If there are 36 buttons in a jar and there are 3 times as many white buttons than red, how many of each are in the jar? What is the equation and how do I solve?

R = red buttons

R + 3R = 36
4R = 36
R = 36/4
R = 9

To solve this problem, let's set up an equation. Let's represent the number of red buttons as "r", and the number of white buttons as "w". We know that there are 36 buttons in total, so we can write the equation:

r + w = 36

We are also given that there are 3 times as many white buttons as red buttons. So we can write another equation:

w = 3r

Now we have two equations with two variables.
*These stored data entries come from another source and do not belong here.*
use crate::error::{PipelineError, Result};
use std::collections::BTreeMap;
use std::ffi::{OsStr, OsString};
use std::path::{Path, PathBuf};

/// Injected by the macOS framework Python; breaks virtualenv shebangs when inherited.
pub const PYVENV_LAUNCHER: &str = "__PYVENV_LAUNCHER__";
/// Presence of this variable means the run happens on CI.
pub const CI_DETECTION_VAR: &str = "CIRCLECI";

const PATH_VAR: &str = "PATH";

/// Immutable snapshot of the variables every subprocess inherits.
///
/// The process environment is read once; derived environments are new values.
/// Names and values are kept as raw OS strings so nothing is lost on the way to a child.
#[derive(Debug, Clone, Default, PartialEq, Eq)]
pub struct Environment {
    vars: BTreeMap<OsString, OsString>,
}

impl Environment {
    /// Snapshots the current process environment.
    #[must_use]
    pub fn capture() -> Self {
        Self::from_vars(std::env::vars_os())
    }

    /// Builds a snapshot from explicit pairs, dropping [`PYVENV_LAUNCHER`].
    pub fn from_vars<I, K, V>(vars: I) -> Self
    where
        I: IntoIterator<Item = (K, V)>,
        K: Into<OsString>,
        V: Into<OsString>,
    {
        let mut vars: BTreeMap<OsString, OsString> =
            vars.into_iter().map(|(k, v)| (k.into(), v.into())).collect();
        vars.remove(OsStr::new(PYVENV_LAUNCHER));
        Self { vars }
    }

    /// Value of `key`, if it is set and valid UTF-8.
    #[must_use]
    pub fn get(&self, key: &str) -> Option<&str> {
        self.get_os(key).and_then(OsStr::to_str)
    }

    #[must_use]
    pub fn get_os(&self, key: &str) -> Option<&OsStr> {
        self.vars.get(OsStr::new(key)).map(OsString::as_os_str)
    }

    pub fn iter(&self) -> impl Iterator<Item = (&OsStr, &OsStr)> {
        self.vars.iter().map(|(k, v)| (k.as_os_str(), v.as_os_str()))
    }

    /// Entries whose name and value are both valid UTF-8.
    pub fn iter_utf8(&self) -> impl Iterator<Item = (&str, &str)> {
        self.iter().filter_map(|(k, v)| Some((k.to_str()?, v.to_str()?)))
    }

    #[must_use]
    pub fn is_ci(&self) -> bool {
        self.vars.contains_key(OsStr::new(CI_DETECTION_VAR))
    }

    /// Worker count handed to the test runner: CI machines get a reduced fixed level.
    #[must_use]
    pub fn test_parallelism(&self) -> &'static str {
        if self.is_ci() { "2" } else { "auto" }
    }

    /// Returns a copy with `key` set to `value`.
    #[must_use]
    pub fn with_var(&self, key: impl Into<OsString>, value: impl Into<OsString>) -> Self {
        let mut vars = self.vars.clone();
        vars.insert(key.into(), value.into());
        Self { vars }
    }

    /// Returns a copy whose `PATH` starts with `dir`.
    ///
    /// # Errors
    /// Returns [`PipelineError::InvalidArgument`] if `dir` contains the path separator.
    pub fn with_path_prefix(&self, dir: &Path) -> Result<Self> {
        let existing = self.get_os(PATH_VAR).into_iter().flat_map(std::env::split_paths);
        let joined = std::env::join_paths(std::iter::once(dir.to_path_buf()).chain(existing))
            .map_err(|e| PipelineError::InvalidArgument {
                message: e.to_string().into(),
                context: Some(format!("Prepending {} to PATH", dir.display()).into()),
            })?;

        Ok(self.with_var(PATH_VAR, joined))
    }

    /// Resolves `program` against this snapshot's `PATH`.
    ///
    /// Names containing a path separator are checked as given.
    #[must_use]
    pub fn locate(&self, program: &str) -> Option<PathBuf> {
        let candidate = Path::new(program);
        if candidate.components().count() > 1 {
            return is_executable(candidate).then(|| candidate.to_path_buf());
        }

        let search = self.get_os(PATH_VAR)?;
        std::env::split_paths(search)
            .filter(|dir| !dir.as_os_str().is_empty())
            .map(|dir| dir.join(format!("{program}{}", std::env::consts::EXE_SUFFIX)))
            .find(|path| is_executable(path))
    }
}

#[cfg(unix)]
fn is_executable(path: &Path) -> bool {
    use std::os::unix::fs::PermissionsExt;
    path.metadata().is_ok_and(|m| m.is_file() && m.permissions().mode() & 0o111 != 0)
}

#[cfg(not(unix))]
fn is_executable(path: &Path) -> bool {
    path.is_file()
}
We can solve this system of equations using substitution or elimination.

Substitution method:
We can substitute the value of "w" from the second equation into the first equation, like this:

r + (3r) = 36

Now we can simplify the equation:

4r = 36

Dividing both sides by 4, we get:

r = 36/4 = 9

Now we can substitute this value back into one of the original equations to solve for "w". Let's use the second equation:

w = 3 * 9 = 27

So there are 9 red buttons and 27 white buttons in the jar.

To summarize:
- Set up the equations:
r + w = 36
w = 3r
- Solve the system of equations using substitution or elimination method.
- Substitute the known value back to find the other variable.
- The solution is r = 9 (red buttons) and w = 27 (white buttons).